Three data centers squatting alongside the cruise ships and freighters in the French Mediterranean port of Marseille are testing water-saving cooling methods by pumping out an old coal mine.
Efforts like these are under the spotlight as generative artificial intelligence (AI) consumes growing volumes of water, one of the environmental priorities for the global AI summit in Paris this month.
The portside data centers “pump water at a rate of about 3,000 cubic meters per hour,” said Fabrice Coquio, president of their operator Digital Realty’s French business.
Photo: AFP
Water keeping the banks of servers at optimal temperature is “unfit for human consumption ... laden with minerals and particles,” Coquio said.
Digital Realty counts major platforms, from Microsoft to Disney and TikTok, among clients for its processing and storage.
In the past few months the Marseille site has seen installation of a supercomputer powering AI start-up Sesterce’s operations.
Photo: AFP
Every door on the heavily secured site is opened by fingerprint scanner.
Available year-round at a steady 14°C, the coal mine water enters the server rooms’ heat exchangers in a closed-loop system dubbed “river cooling.”
The data center’s machines must be kept at 25°C and with atmospheric humidity of 60 to 80 percent for top performance, Coquio said.
“If the cooling system stops, any computer room will climb to 45°C within 10 minutes,” potentially halting work, he said. “Cold is just as vital as the electrical socket powering the machines.”
Digital Realty says its river cooling has all but eliminated the need for energy-hungry air conditioning, lowering the three data centers’ consumption by 20 percent.
Exploiting such savings will be vital if use of generative AI and its attendant infrastructure grows in line with forecasts.
“The electrical densities our clients are asking for are in a different class than what we’ve been doing for the last 25 years,” Coquio said.
AI chips tend to be more powerful, consuming more energy and producing more heat than traditional processors.
Chipmaker Nvidia’s latest hardware is like a “radiator,” clocking in at “several hundred watts” of power usage, said Jacques Sainte-Marie, director of the environment program at France’s INRIA computing research institute.
To cool all these chips, many data centers still turn to air-conditioning or a water-evaporation system known as adiabatic cooling, in use at Microsoft among others.
Water usage is a major environmental challenge for the AI sector, alongside consumption of power and raw materials.
Google’s data centers used 14 percent more water in 2023 than the year before to reach 24 million cubic meters — enough to fill 9,600 Olympic swimming pools to a depth of 2m — while Microsoft’s surged 22 percent.

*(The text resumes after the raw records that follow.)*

use anyhow::{Context, Result};
use clap::{Parser, ValueEnum};
use displacement_tracker::api::{
    ControlSource, CsvFormatter, DisplacementTracker, JsonFormatter, OutputFormat,
    PlaybackController, SnapshotFormatter, TextFormatter, TrackingState,
};
use displacement_tracker::hardware::{LocationError, MockLocationSource, WalkSimulation};
use displacement_tracker::{GeoPoint, PositionSample, TrackerConfig};
use std::cell::RefCell;
use std::fs;
use std::path::PathBuf;
use std::rc::Rc;

#[derive(Clone, Copy, Debug, ValueEnum)]
enum Preset {
    Rate,
    Balance,
}

#[derive(Clone, Copy, Debug, ValueEnum)]
enum Format {
    Text,
    Json,
    Csv,
}

impl From<Format> for OutputFormat {
    fn from(format: Format) -> Self {
        match format {
            Format::Text => OutputFormat::Text,
            Format::Json => OutputFormat::Json,
            Format::Csv => OutputFormat::Csv,
        }
    }
}

/// Replay a walk through the displacement tracker and print each snapshot
#[derive(Parser, Debug)]
#[command(version, about)]
struct Args {
    /// JSON tracker configuration; overrides --preset
    #[arg(short, long)]
    config: Option<PathBuf>,

    #[arg(long, value_enum, default_value_t = Preset::Rate)]
    preset: Preset,

    /// JSON array of {"lat", "lon", "accuracy"} fixes; a simulated walk is used otherwise
    #[arg(short, long)]
    track: Option<PathBuf>,

    /// Fixes on the outbound leg of the simulated walk
    #[arg(long, default_value_t = 40)]
    steps: usize,

    /// Meters walked between simulated fixes
    #[arg(long, default_value_t = 1.0)]
    step_m: f64,

    /// Per-axis noise of simulated fixes (meters)
    #[arg(long, default_value_t = 1.5)]
    jitter_m: f64,

    #[arg(long, default_value_t = 7)]
    seed: u64,

    /// Deliver a "position unavailable" failure before this fix index
    #[arg(long)]
    drop_out: Option<usize>,

    /// Write the effective configuration to this file and exit
    #[arg(long)]
    write_config: Option<PathBuf>,

    #[arg(short, long, value_enum, default_value_t = Format::Text)]
    format: Format,
}

fn load_config(args: &Args) -> Result<TrackerConfig> {
    match &args.config {
        Some(path) => TrackerConfig::from_file(path)
            .with_context(|| format!("loading configuration {}", path.display())),
        None => Ok(match args.preset {
            Preset::Rate => TrackerConfig::rate_multiplier(),
            Preset::Balance => TrackerConfig::balance(),
        }),
    }
}

fn load_track(args: &Args) -> Result<Vec<PositionSample>> {
    match &args.track {
        Some(path) => {
            let content = fs::read_to_string(path)
                .with_context(|| format!("reading track {}", path.display()))?;
            let samples: Vec<PositionSample> = serde_json::from_str(&content)
                .with_context(|| format!("parsing track {}", path.display()))?;
            log::info!("loaded {} fixes from {}", samples.len(), path.display());
            Ok(samples)
        }
        None => {
            let walk = WalkSimulation {
                start: GeoPoint::new(35.0, 135.0),
                steps: args.steps,
                step_m: args.step_m,
                jitter_m: args.jitter_m,
                seed: args.seed,
                ..Default::default()
            };
            Ok(walk.samples())
        }
    }
}

fn render(
    format: OutputFormat,
    formatter: &SnapshotFormatter,
    state: &TrackingState,
) -> Result<String> {
    let snapshot = formatter.format(state);
    Ok(match format {
        OutputFormat::Text => TextFormatter::new().format_text(&snapshot),
        OutputFormat::Json => JsonFormatter::new().format_json(&snapshot)?,
        OutputFormat::Csv => CsvFormatter::new().format_csv(&snapshot),
    })
}

fn main() -> Result<()> {
    env_logger::init();
    let args = Args::parse();

    let config = load_config(&args)?;
    if let Some(path) = &args.write_config {
        config
            .save_to_file(path)
            .with_context(|| format!("writing configuration {}", path.display()))?;
        println!("Wrote configuration to {}", path.display());
        return Ok(());
    }

    let tracker = DisplacementTracker::new(config).context("invalid tracker configuration")?;
    let kind = tracker.config().mapping.kind;
    let samples = load_track(&args)?;

    let format = OutputFormat::from(args.format);
    let formatter = SnapshotFormatter::new(kind);
    let csv = CsvFormatter::new();
    if format == OutputFormat::Csv && csv.include_header {
        println!("{}", csv.header());
    }

    let mut player = PlaybackController::new(kind);
    player.set_source(ControlSource::Displacement);
    player.toggle();

    let states: Rc<RefCell<Vec<TrackingState>>> = Rc::new(RefCell::new(Vec::new()));
    let source = MockLocationSource::new();
    let handle = {
        let states = Rc::clone(&states);
        tracker.start(source.clone(), move |state| states.borrow_mut().push(state))
    };

    source_replay(&source, &samples, args.drop_out);
    handle.stop();

    for state in states.borrow().iter() {
        player.apply(state);
        println!("{}", render(format, &formatter, state)?);
    }

    let final_state = handle.state();
    log::info!(
        "replayed {} fixes, final smoothed distance {:.2} m, player at {}",
        final_state.sample_count,
        final_state.smoothed_distance,
        player.label()
    );

    Ok(())
}

fn source_replay(source: &MockLocationSource, samples: &[PositionSample], drop_out: Option<usize>) {
    let Some(drop_out) = drop_out else {
        source.replay(samples);
        return;
    };

    for (index, sample) in samples.iter().enumerate() {
        if index == drop_out {
            source.deliver_error(LocationError::position_unavailable("Position unavailable"));
        }
        source.deliver(*sample);
    }
}
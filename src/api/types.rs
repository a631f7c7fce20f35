//! Snapshot types emitted by the tracker

use crate::core::{GeoPoint, LocalOffset, PositionSample};
use serde::{Deserialize, Serialize};
use std::fmt;

/// Tracking session status
#[derive(Debug, Clone, Copy, PartialEq, Eq, Serialize, Deserialize)]
#[serde(rename_all = "lowercase")]
pub enum TrackingStatus {
    /// No session started
    Idle,
    /// Subscribed, waiting for the first fix
    Acquiring,
    /// At least one fix received and the last delivery succeeded
    Active,
    /// The last delivery was a location failure
    Error,
}

impl TrackingStatus {
    pub fn as_str(&self) -> &'static str {
        match self {
            TrackingStatus::Idle => "idle",
            TrackingStatus::Acquiring => "acquiring",
            TrackingStatus::Active => "active",
            TrackingStatus::Error => "error",
        }
    }
}

impl fmt::Display for TrackingStatus {
    fn fmt(&self, f: &mut fmt::Formatter<'_>) -> fmt::Result {
        f.write_str(self.as_str())
    }
}

/// Snapshot of a tracking session, emitted on every change
#[derive(Debug, Clone, PartialEq, Serialize, Deserialize)]
pub struct TrackingState {
    pub status: TrackingStatus,
    /// First fix of the session; never changes once set
    pub origin: Option<GeoPoint>,
    /// Most recent fix
    pub current: Option<PositionSample>,
    /// Great-circle distance from origin to current (meters)
    pub raw_distance: f64,
    /// Exponentially smoothed distance (meters)
    pub smoothed_distance: f64,
    /// Playback-rate multiplier or spectral balance
    pub control: f64,
    /// Displacement of current from origin, east/north
    pub offset: Option<LocalOffset>,
    /// Successful fixes received this session
    pub sample_count: u32,
    /// Source failure message, empty unless status is `Error`
    pub error_message: String,
}

impl TrackingState {
    /// State before any session has started
    pub fn idle(neutral: f64) -> Self {
        Self {
            status: TrackingStatus::Idle,
            origin: None,
            current: None,
            raw_distance: 0.0,
            smoothed_distance: 0.0,
            control: neutral,
            offset: None,
            sample_count: 0,
            error_message: String::new(),
        }
    }

    pub fn is_active(&self) -> bool {
        self.status == TrackingStatus::Active
    }

    pub fn has_error(&self) -> bool {
        self.status == TrackingStatus::Error
    }
}

#[cfg(test)]
mod tests {
    use super::*;

    #[test]
    fn test_idle_state() {
        let state = TrackingState::idle(1.0);
        assert_eq!(state.status, TrackingStatus::Idle);
        assert!(state.origin.is_none());
        assert!(state.current.is_none());
        assert_eq!(state.control, 1.0);
        assert!(state.error_message.is_empty());
    }

    #[test]
    fn test_status_serializes_lowercase() {
        assert_eq!(serde_json::to_string(&TrackingStatus::Acquiring).unwrap(), "\"acquiring\"");
        assert_eq!(TrackingStatus::Error.to_string(), "error");
    }
}
//! Playback control state
//!
//! Holds what the player UI needs: whether the loop is playing, which source
//! drives the control value, and the last values from each source. The audio
//! engine reads `effective_value()` and applies it.

use crate::algorithms::mapping::ControlKind;
use crate::api::types::TrackingState;
use serde::{Deserialize, Serialize};

/// Which input drives the control value
#[derive(Debug, Clone, Copy, PartialEq, Eq, Serialize, Deserialize)]
#[serde(rename_all = "snake_case")]
pub enum ControlSource {
    /// The on-screen slider
    Manual,
    /// The displacement tracker
    Displacement,
}

#[derive(Debug, Clone, PartialEq)]
pub struct PlaybackController {
    kind: ControlKind,
    source: ControlSource,
    playing: bool,
    manual_value: f64,
    tracked_value: f64,
}

impl PlaybackController {
    pub fn new(kind: ControlKind) -> Self {
        Self {
            kind,
            source: ControlSource::Manual,
            playing: false,
            manual_value: kind.neutral(),
            tracked_value: kind.neutral(),
        }
    }

    pub fn kind(&self) -> ControlKind {
        self.kind
    }

    pub fn is_playing(&self) -> bool {
        self.playing
    }

    /// Flip between playing and stopped, returning the new state
    pub fn toggle(&mut self) -> bool {
        self.playing = !self.playing;
        log::debug!("playback {}", if self.playing { "started" } else { "stopped" });
        self.playing
    }

    pub fn source(&self) -> ControlSource {
        self.source
    }

    pub fn set_source(&mut self, source: ControlSource) {
        self.source = source;
    }

    /// Set the slider value, clamped to the control's range
    pub fn set_manual(&mut self, value: f64) -> f64 {
        let (lo, hi) = self.kind.bounds();
        self.manual_value = if value.is_finite() {
            value.clamp(lo, hi)
        } else {
            self.kind.neutral()
        };
        self.manual_value
    }

    pub fn manual_value(&self) -> f64 {
        self.manual_value
    }

    /// Take the control value from a tracker snapshot
    ///
    /// Only active snapshots update the value; while the tracker reports an
    /// error the last-known value keeps playing. Returns whether it changed.
    pub fn apply(&mut self, state: &TrackingState) -> bool {
        if !state.is_active() || self.tracked_value == state.control {
            return false;
        }
        self.tracked_value = state.control;
        true
    }

    pub fn tracked_value(&self) -> f64 {
        self.tracked_value
    }

    /// Value the player should use right now
    pub fn effective_value(&self) -> f64 {
        match self.source {
            ControlSource::Manual => self.manual_value,
            ControlSource::Displacement => self.tracked_value,
        }
    }

    /// Display label: `"1.25x"` for rates, `"+0.50"` for balance
    pub fn label(&self) -> String {
        format_control(self.kind, self.effective_value())
    }
}

/// Render a control value the way the player UI shows it
pub fn format_control(kind: ControlKind, value: f64) -> String {
    match kind {
        ControlKind::RateMultiplier { .. } => format!("{:.2}x", value),
        ControlKind::BipolarBalance => format!("{:+.2}", value),
    }
}

#[cfg(test)]
mod tests {
    use super::*;
    use crate::api::types::TrackingStatus;

    fn rate() -> ControlKind {
        ControlKind::RateMultiplier { min: 0.25, max: 2.0 }
    }

    fn snapshot(status: TrackingStatus, control: f64) -> TrackingState {
        let mut state = TrackingState::idle(1.0);
        state.status = status;
        state.control = control;
        state
    }

    #[test]
    fn test_initial_state() {
        let controller = PlaybackController::new(rate());
        assert!(!controller.is_playing());
        assert_eq!(controller.source(), ControlSource::Manual);
        assert_eq!(controller.effective_value(), 1.0);
        assert_eq!(controller.label(), "1.00x");
    }

    #[test]
    fn test_toggle() {
        let mut controller = PlaybackController::new(rate());
        assert!(controller.toggle());
        assert!(controller.is_playing());
        assert!(!controller.toggle());
    }

    #[test]
    fn test_manual_value_is_clamped() {
        let mut controller = PlaybackController::new(rate());
        assert_eq!(controller.set_manual(1.5), 1.5);
        assert_eq!(controller.set_manual(5.0), 2.0);
        assert_eq!(controller.set_manual(0.0), 0.25);
        assert_eq!(controller.set_manual(f64::NAN), 1.0);

        let mut balance = PlaybackController::new(ControlKind::BipolarBalance);
        assert_eq!(balance.set_manual(-3.0), -1.0);
    }

    #[test]
    fn test_displacement_source() {
        let mut controller = PlaybackController::new(rate());
        controller.set_manual(0.5);
        controller.set_source(ControlSource::Displacement);

        assert!(controller.apply(&snapshot(TrackingStatus::Active, 1.75)));
        assert_eq!(controller.effective_value(), 1.75);
        assert_eq!(controller.label(), "1.75x");

        controller.set_source(ControlSource::Manual);
        assert_eq!(controller.effective_value(), 0.5);
    }

    #[test]
    fn test_error_snapshot_keeps_last_value() {
        let mut controller = PlaybackController::new(rate());
        controller.set_source(ControlSource::Displacement);
        controller.apply(&snapshot(TrackingStatus::Active, 1.4));

        assert!(!controller.apply(&snapshot(TrackingStatus::Error, 1.0)));
        assert!(!controller.apply(&snapshot(TrackingStatus::Acquiring, 1.0)));
        assert_eq!(controller.effective_value(), 1.4);
    }

    #[test]
    fn test_balance_label() {
        assert_eq!(format_control(ControlKind::BipolarBalance, 0.5), "+0.50");
        assert_eq!(format_control(ControlKind::BipolarBalance, -0.25), "-0.25");
        assert_eq!(format_control(rate(), 0.25), "0.25x");
    }
}
//! Error taxonomy shared by every site adapter.
//!
//! Only [`ScrapeError::FetchFailed`] and [`ScrapeError::MalformedDocument`] ever
//! leave the public adapter operations. Date and genre failures are recovered
//! where they happen and only show up in logs.

use thiserror::Error;

#[derive(Debug, Error)]
pub enum ScrapeError {
    /// Transport level failure: unreachable origin, timeout or non-2xx status.
    #[error("fetch failed for {url}: {reason}")]
    FetchFailed { url: String, reason: String },

    /// A structural element that must exist is missing or unreadable.
    #[error("malformed document: {0}")]
    MalformedDocument(String),

    /// Recovered inside the extractor, the chapter gets timestamp 0.
    #[error("could not parse date {input:?} with pattern {pattern:?}")]
    DateParseFailed { input: String, pattern: String },

    /// Recovered inside the genre cache, surfaces as an empty genre list.
    #[error("genre fetch failed: {0}")]
    GenreFetchFailed(String),

    #[error("invalid url: {0}")]
    InvalidUrl(#[from] url::ParseError),

    #[error("invalid selector {0:?}")]
    InvalidSelector(String),

    #[error("unknown source {0:?}")]
    UnknownSource(String),
}

impl ScrapeError {
    pub fn fetch_failed(url: impl Into<String>, reason: impl ToString) -> Self {
        ScrapeError::FetchFailed {
            url: url.into(),
            reason: reason.to_string(),
        }
    }

    pub fn malformed(what: impl Into<String>) -> Self {
        ScrapeError::MalformedDocument(what.into())
    }

    /// Short category name, used as a metrics key.
    pub fn kind(&self) -> &'static str {
        match self {
            ScrapeError::FetchFailed { .. } => "fetch_failed",
            ScrapeError::MalformedDocument(_) => "malformed_document",
            ScrapeError::DateParseFailed { .. } => "date_parse_failed",
            ScrapeError::GenreFetchFailed(_) => "genre_fetch_failed",
            ScrapeError::InvalidUrl(_) => "invalid_url",
            ScrapeError::InvalidSelector(_) => "invalid_selector",
            ScrapeError::UnknownSource(_) => "unknown_source",
        }
    }
}

impl From<reqwest::Error> for ScrapeError {
    fn from(e: reqwest::Error) -> Self {
        let url = e.url().map(|u| u.to_string()).unwrap_or_default();
        ScrapeError::FetchFailed {
            url,
            reason: e.to_string(),
        }
    }
}

pub type Result<T> = std::result::Result<T, ScrapeError>;
//! Per-source request spacing, applied as a wrapper around any fetcher.

use crate::error::Result;
use crate::fetcher::{DocumentFetcher, Request, Response};
use async_trait::async_trait;
use std::sync::Arc;
use std::time::Duration;
use tokio::sync::Mutex;
use tokio::time::{sleep, Instant};

/// Spaces requests so that at most `permits_per_second` start in any second.
pub struct RateLimitedFetcher {
    inner: Arc<dyn DocumentFetcher>,
    min_interval: Duration,
    last_request: Mutex<Option<Instant>>,
}

impl RateLimitedFetcher {
    pub fn new(inner: Arc<dyn DocumentFetcher>, permits_per_second: f64) -> Self {
        // Rates too small for a representable interval never release a second request.
        let min_interval = if permits_per_second > 0.0 {
            Duration::try_from_secs_f64(1.0 / permits_per_second).unwrap_or(Duration::MAX)
        } else {
            Duration::ZERO
        };
        Self {
            inner,
            min_interval,
            last_request: Mutex::new(None),
        }
    }

    async fn acquire(&self) {
        let mut last = self.last_request.lock().await;
        if let Some(previous) = *last {
            let elapsed = previous.elapsed();
            if elapsed < self.min_interval {
                let wait_time = self.min_interval - elapsed;
                log::debug!("Rate limit: waiting {}ms", wait_time.as_millis());
                sleep(wait_time).await;
            }
        }
        *last = Some(Instant::now());
    }
}

#[async_trait]
impl DocumentFetcher for RateLimitedFetcher {
    async fn execute(&self, request: &Request) -> Result<Response> {
        self.acquire().await;
        self.inner.execute(request).await
    }
}

#[cfg(test)]
mod tests {
    use super::*;
    use reqwest::header::HeaderMap;

    struct Echo;

    #[async_trait]
    impl DocumentFetcher for Echo {
        async fn execute(&self, _request: &Request) -> Result<Response> {
            Ok(Response { status: 200, body: Vec::new() })
        }
    }

    #[tokio::test(start_paused = true)]
    async fn test_requests_are_spaced() {
        let limited = RateLimitedFetcher::new(Arc::new(Echo), 2.0);
        let req = Request::get("https://example.com", HeaderMap::new());

        let start = Instant::now();
        for _ in 0..3 {
            limited.execute(&req).await.unwrap();
        }

        assert!(start.elapsed() >= Duration::from_millis(1000));
    }

    #[tokio::test(start_paused = true)]
    async fn test_zero_rate_means_unlimited() {
        let limited = RateLimitedFetcher::new(Arc::new(Echo), 0.0);
        let req = Request::get("https://example.com", HeaderMap::new());

        let start = Instant::now();
        for _ in 0..5 {
            limited.execute(&req).await.unwrap();
        }

        assert!(start.elapsed() < Duration::from_millis(10));
    }

    #[tokio::test(start_paused = true)]
    async fn test_vanishing_rate_still_serves_first_request() {
        let limited = RateLimitedFetcher::new(Arc::new(Echo), 1e-320);
        assert_eq!(limited.min_interval, Duration::MAX);

        let req = Request::get("https://example.com", HeaderMap::new());
        assert_eq!(limited.execute(&req).await.unwrap().status, 200);
    }
}
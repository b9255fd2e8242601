//! Chapter upload dates in the SimpleDateFormat-style patterns sites are
//! configured with (`MMM d, yyyy`, `MM/dd/yy`, `dd/MM/yyyy`, ...).

use crate::error::{Result, ScrapeError};
use chrono::{NaiveDate, NaiveDateTime};
use regex::Regex;

#[derive(Debug, Clone)]
pub struct DateParser {
    pattern: String,
    chrono_format: String,
    has_time: bool,
}

impl DateParser {
    pub fn new(pattern: &str) -> Self {
        let (chrono_format, has_time) = translate_pattern(pattern);
        Self {
            pattern: pattern.to_string(),
            chrono_format,
            has_time,
        }
    }

    /// Epoch milliseconds, interpreting the date as midnight UTC when the
    /// pattern carries no time of day.
    pub fn try_parse(&self, input: &str) -> Result<i64> {
        let input = input.trim();
        let failed = || ScrapeError::DateParseFailed {
            input: input.to_string(),
            pattern: self.pattern.clone(),
        };

        let datetime = if self.has_time {
            NaiveDateTime::parse_from_str(input, &self.chrono_format).map_err(|_| failed())?
        } else {
            NaiveDate::parse_from_str(input, &self.chrono_format)
                .map_err(|_| failed())?
                .and_hms_opt(0, 0, 0)
                .ok_or_else(failed)?
        };

        Ok(datetime.and_utc().timestamp_millis())
    }

    /// Total version of [`try_parse`](Self::try_parse): 0 on any failure.
    pub fn parse_or_zero(&self, input: &str) -> i64 {
        match self.try_parse(input) {
            Ok(ms) => ms,
            Err(e) => {
                log::debug!("{}", e);
                0
            }
        }
    }
}

fn translate_pattern(pattern: &str) -> (String, bool) {
    let token_re = Regex::new(r"'[^']*'|y+|M+|d+|H+|h+|m+|s+|a+|E+|.").expect("static regex");

    let mut out = String::new();
    let mut has_time = false;

    for token in token_re.find_iter(pattern).map(|m| m.as_str()) {
        let first = token.chars().next().unwrap_or(' ');
        let len = token.chars().count();
        let piece = match first {
            '\'' => {
                let literal = token.trim_matches('\'');
                if literal.is_empty() {
                    "'".to_string()
                } else {
                    literal.replace('%', "%%")
                }
            }
            'y' if len == 2 => "%y".to_string(),
            'y' => "%Y".to_string(),
            'M' if len >= 4 => "%B".to_string(),
            'M' if len == 3 => "%b".to_string(),
            'M' => "%m".to_string(),
            'd' => "%d".to_string(),
            'E' if len >= 4 => "%A".to_string(),
            'E' => "%a".to_string(),
            'H' | 'h' | 'm' | 's' | 'a' => {
                has_time = true;
                match first {
                    'H' => "%H",
                    'h' => "%I",
                    'm' => "%M",
                    's' => "%S",
                    _ => "%p",
                }
                .to_string()
            }
            '%' => "%%".to_string(),
            _ => token.to_string(),
        };
        out.push_str(&piece);
    }

    (out, has_time)
}

#[cfg(test)]
mod tests {
    use super::*;

    #[test]
    fn test_translate_patterns() {
        assert_eq!(translate_pattern("MMM d, yyyy"), ("%b %d, %Y".to_string(), false));
        assert_eq!(translate_pattern("MM/dd/yy"), ("%m/%d/%y".to_string(), false));
        assert_eq!(translate_pattern("dd/MM/yyyy"), ("%d/%m/%Y".to_string(), false));
        assert_eq!(
            translate_pattern("yyyy-MM-dd'T'HH:mm"),
            ("%Y-%m-%dT%H:%M".to_string(), true)
        );
    }

    #[test]
    fn test_parse_month_name() {
        let parser = DateParser::new("MMM d, yyyy");
        // 2023-01-05T00:00:00Z
        assert_eq!(parser.try_parse("Jan 5, 2023").unwrap(), 1_672_876_800_000);
    }

    #[test]
    fn test_parse_two_digit_year() {
        let parser = DateParser::new("MM/dd/yy");
        assert_eq!(parser.try_parse("01/05/23").unwrap(), 1_672_876_800_000);
    }

    #[test]
    fn test_parse_day_first() {
        let parser = DateParser::new("dd/MM/yyyy");
        assert_eq!(parser.try_parse(" 05/01/2023 ").unwrap(), 1_672_876_800_000);
    }

    #[test]
    fn test_malformed_degrades_to_zero() {
        let parser = DateParser::new("MMM d, yyyy");
        assert_eq!(parser.parse_or_zero("2 days ago"), 0);
        assert_eq!(parser.parse_or_zero(""), 0);
        assert_eq!(parser.parse_or_zero("Foo 99, 20x3"), 0);
        assert!(matches!(
            parser.try_parse("yesterday"),
            Err(ScrapeError::DateParseFailed { .. })
        ));
    }
}
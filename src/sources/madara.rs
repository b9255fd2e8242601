//! Madara (WordPress manga theme) family defaults.

use crate::models::MangaStatus;
use crate::selectors::MADARA;
use crate::site::{ChapterListMode, PaginationMode, SearchParams, SiteConfig};

pub const SEARCH: SearchParams = SearchParams {
    path: "/",
    query_param: "s",
    genre_param: "genre[]",
    fixed_params: &[("post_type", "wp-manga")],
};

/// Listing under the default `manga` archive; `{page}` takes the page segment.
pub const POPULAR_PATH: &str = "/manga/{page}?m_orderby=views";
pub const LATEST_PATH: &str = "/manga/{page}?m_orderby=latest";

pub fn site(
    id: &'static str,
    name: &'static str,
    base_url: &'static str,
    language: &'static str,
    date_format: &'static str,
) -> SiteConfig {
    SiteConfig {
        id,
        name,
        base_url,
        language,
        date_format,
        selectors: MADARA,
        pagination: PaginationMode::StaticList,
        chapter_list: ChapterListMode::Inline,
        filter_non_manga_items: true,
        popular_path: POPULAR_PATH,
        latest_path: LATEST_PATH,
        search: SEARCH,
        // The advanced search form lists every genre checkbox.
        genres_path: "/?s=genre&post_type=wp-manga",
        rate_limit_per_second: 2.0,
    }
}

/// Status vocabulary of Madara sites, English and Spanish labels.
pub fn parse_status(text: Option<&str>) -> MangaStatus {
    let Some(text) = text else {
        return MangaStatus::Unknown;
    };
    match text.trim().to_lowercase().as_str() {
        "ongoing" | "en curso" | "en emisión" | "activo" | "publicándose" => MangaStatus::Ongoing,
        "completed" | "completado" | "finalizado" | "terminado" => MangaStatus::Completed,
        "on hold" | "en espera" | "pausado" => MangaStatus::OnHiatus,
        "canceled" | "cancelled" | "cancelado" | "abandonado" | "dropped" => MangaStatus::Cancelled,
        _ => MangaStatus::Unknown,
    }
}
//! Thin helpers over `scraper` for querying parsed pages.
//!
//! Every query goes through an [`ElementRef`]; whole documents are queried via
//! their root element so documents and fragments behave the same.

use crate::error::{Result, ScrapeError};
use reqwest::Url;
use scraper::{ElementRef, Html, Selector};

pub fn parse_document(body: &str) -> Html {
    Html::parse_document(body)
}

pub fn parse_fragment(body: &str) -> Html {
    Html::parse_fragment(body)
}

pub fn selector(css: &str) -> Result<Selector> {
    Selector::parse(css).map_err(|_| ScrapeError::InvalidSelector(css.to_string()))
}

/// All matches under `root`, in document order.
pub fn select_all<'a>(root: ElementRef<'a>, css: &str) -> Result<Vec<ElementRef<'a>>> {
    let sel = selector(css)?;
    Ok(root.select(&sel).collect())
}

pub fn select_first<'a>(root: ElementRef<'a>, css: &str) -> Result<Option<ElementRef<'a>>> {
    let sel = selector(css)?;
    Ok(root.select(&sel).next())
}

/// Like [`select_first`] but the element must exist.
pub fn require_first<'a>(root: ElementRef<'a>, css: &str) -> Result<ElementRef<'a>> {
    select_first(root, css)?
        .ok_or_else(|| ScrapeError::malformed(format!("missing element {:?}", css)))
}

/// Text content with whitespace runs collapsed.
pub fn text(el: ElementRef<'_>) -> String {
    el.text()
        .flat_map(str::split_whitespace)
        .collect::<Vec<_>>()
        .join(" ")
}

pub fn attr<'a>(el: ElementRef<'a>, name: &str) -> Option<&'a str> {
    el.value().attr(name)
}

/// Resolve a possibly relative reference against `base`.
pub fn absolute_url(base: &Url, href: &str) -> Result<Url> {
    Ok(base.join(href.trim())?)
}

/// Path, query and fragment of `url`, dropping scheme and authority.
pub fn host_relative(url: &Url) -> String {
    let mut out = url.path().to_string();
    if let Some(query) = url.query() {
        out.push('?');
        out.push_str(query);
    }
    if let Some(fragment) = url.fragment() {
        out.push('#');
        out.push_str(fragment);
    }
    out
}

Alternative cooling methods include ambient air cooling, used by Microsoft in northern Europe and by Digital Realty, French operator Data4 and others.
“Our water strategy is localized and specific to the areas that we operate in, because there’s different requirements” depending on the site, said Alistair Speirs, infrastructure chief at Microsoft’s Azure cloud-computing arm.
Microsoft is even experimenting with immersing computer components in a coolant that carries heat away, but does not damage the parts as water would.
It is not deploying the method widely because “the chemicals that exist to do this right now generally have a high PFAS quotient,” Speirs said, referring to so-called “forever chemicals” that have made headlines as widespread pollutants.
However, even methods touted as green alternatives can meet resistance.
In Marseille, the city government and a local campaign group have blasted Digital Realty for monopolizing water that they say could be used in other ways.
The water “can’t be drunk directly, but it could be used to relaunch local agriculture projects, clean streets, water parks,” campaigner Antoine Devillet said.
While data center cooling is getting better, companies could still use that for “greenwashing,” Devillet said. “You have to look at the whole production chain, from ores to chips, with huge consumption of electricity, water and sometimes rare raw materials at each step.”